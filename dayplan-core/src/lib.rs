//! Dayplan core library.
//!
//! The pieces of the planner with real invariants: the line-oriented
//! task record codec, the keyed file-backed task store, and the
//! live-update broadcaster. The HTTP/WebSocket gateway lives in
//! `dayplan-server` and only ever talks to these three.

pub mod broadcast;
pub mod codec;
pub mod store;
pub mod task;
//! Line-oriented codec for daily task lists.
//!
//! A task file is UTF-8 text, one task per line:
//!
//! ```text
//! - [ ] 09:00 Run
//! - [x] 07:30 Stretch (10min)
//! ```
//!
//! Decoding is deliberately two-tier: a line that does not have the
//! task shape at all (prose, headings, blanks) is skipped silently,
//! but once a line matches the outer shape, its time and duration
//! fields are validated strictly and any violation fails the entire
//! decode. The two cases must not be unified -- they produce different
//! observable results for partially corrupt files.

use std::sync::LazyLock;

use regex::Regex;

use crate::task::Task;

/// Outer task-line shape. A line that fails this is not data.
#[allow(clippy::expect_used)]
static TASK_LINE: LazyLock<Regex> = LazyLock::new(|| {
    Regex::new(r"^- \[([ x])\] (\d{2}:\d{2}) (.+?)(?: \((.+?)\))?$")
        .expect("task line pattern is valid")
});

/// Strict duration grammar: integer or decimal magnitude plus unit.
#[allow(clippy::expect_used)]
static DURATION: LazyLock<Regex> = LazyLock::new(|| {
    Regex::new(r"^(?:\d+|\d+\.\d+)(?:min|hr)$").expect("duration pattern is valid")
});

/// Errors produced by [`decode`]. A single bad line invalidates the
/// whole file; no partial list is ever returned.
#[derive(Debug, thiserror::Error)]
pub enum CodecError {
    /// A task-shaped line carried a time outside 00:00..=23:59.
    #[error("line {line}: invalid time format: {value}")]
    InvalidTime {
        /// 1-based line number of the offending line.
        line: usize,
        /// The rejected time field.
        value: String,
    },

    /// A task-shaped line carried a duration that fails the grammar.
    #[error("line {line}: invalid duration format: {value}")]
    InvalidDuration {
        /// 1-based line number of the offending line.
        line: usize,
        /// The rejected duration field.
        value: String,
    },
}

/// Returns whether `time` is a zero-padded `HH:MM` within
/// 00:00..=23:59.
#[must_use]
pub fn is_valid_time(time: &str) -> bool {
    let Some((h, m)) = time.split_once(':') else {
        return false;
    };
    if h.len() != 2 || m.len() != 2 {
        return false;
    }
    if !h.bytes().chain(m.bytes()).all(|b| b.is_ascii_digit()) {
        return false;
    }
    let (Ok(hour), Ok(minute)) = (h.parse::<u8>(), m.parse::<u8>()) else {
        return false;
    };
    hour <= 23 && minute <= 59
}

/// Returns whether `duration` satisfies the strict duration grammar
/// (`30min`, `1.5hr`, ...).
#[must_use]
pub fn is_valid_duration(duration: &str) -> bool {
    DURATION.is_match(duration)
}

/// Decodes a task file into an ordered task list.
///
/// Record order follows the order of matching lines in the input; no
/// sort is applied. Blank lines, `#` headings, and lines without the
/// task shape are skipped.
///
/// # Errors
///
/// Returns [`CodecError`] if a task-shaped line has an out-of-range
/// time or a malformed duration. The error identifies the offending
/// line; nothing decoded before it is returned.
pub fn decode(text: &str) -> Result<Vec<Task>, CodecError> {
    let mut tasks = Vec::new();

    for (idx, line) in text.lines().enumerate() {
        let line_no = idx + 1;

        // Skip blanks and headings.
        if line.is_empty() || line.starts_with('#') {
            continue;
        }

        // Lines without the task shape are stray prose, not an error.
        let Some(caps) = TASK_LINE.captures(line) else {
            continue;
        };

        let done = &caps[1] == "x";
        let time = &caps[2];
        let name = caps[3].to_string();
        let duration = caps.get(4).map(|m| m.as_str().to_string());

        // From here on, validation is strict.
        if !is_valid_time(time) {
            return Err(CodecError::InvalidTime {
                line: line_no,
                value: time.to_string(),
            });
        }
        if let Some(d) = &duration
            && !is_valid_duration(d)
        {
            return Err(CodecError::InvalidDuration {
                line: line_no,
                value: d.clone(),
            });
        }

        tasks.push(Task {
            time: time.to_string(),
            name,
            duration,
            done,
            current: false,
        });
    }

    Ok(tasks)
}

/// Encodes a task list as file text, one line per record in the
/// list's current order. Callers are expected to have sorted the list
/// if order matters; no header lines are emitted.
///
/// All fields are assumed pre-validated, so encoding never fails.
#[must_use]
pub fn encode(tasks: &[Task]) -> String {
    let mut out = String::new();
    for task in tasks {
        let mark = if task.done { 'x' } else { ' ' };
        out.push_str(&format!("- [{mark}] {} {}", task.time, task.name));
        if let Some(duration) = &task.duration {
            out.push_str(&format!(" ({duration})"));
        }
        out.push('\n');
    }
    out
}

What you are asked to do ▸
Every line of the material above that includes the string "fields" is required.

Response ▸
//! fields are validated strictly and any violation fails the entire
/// All fields are assumed pre-validated, so encoding never fails.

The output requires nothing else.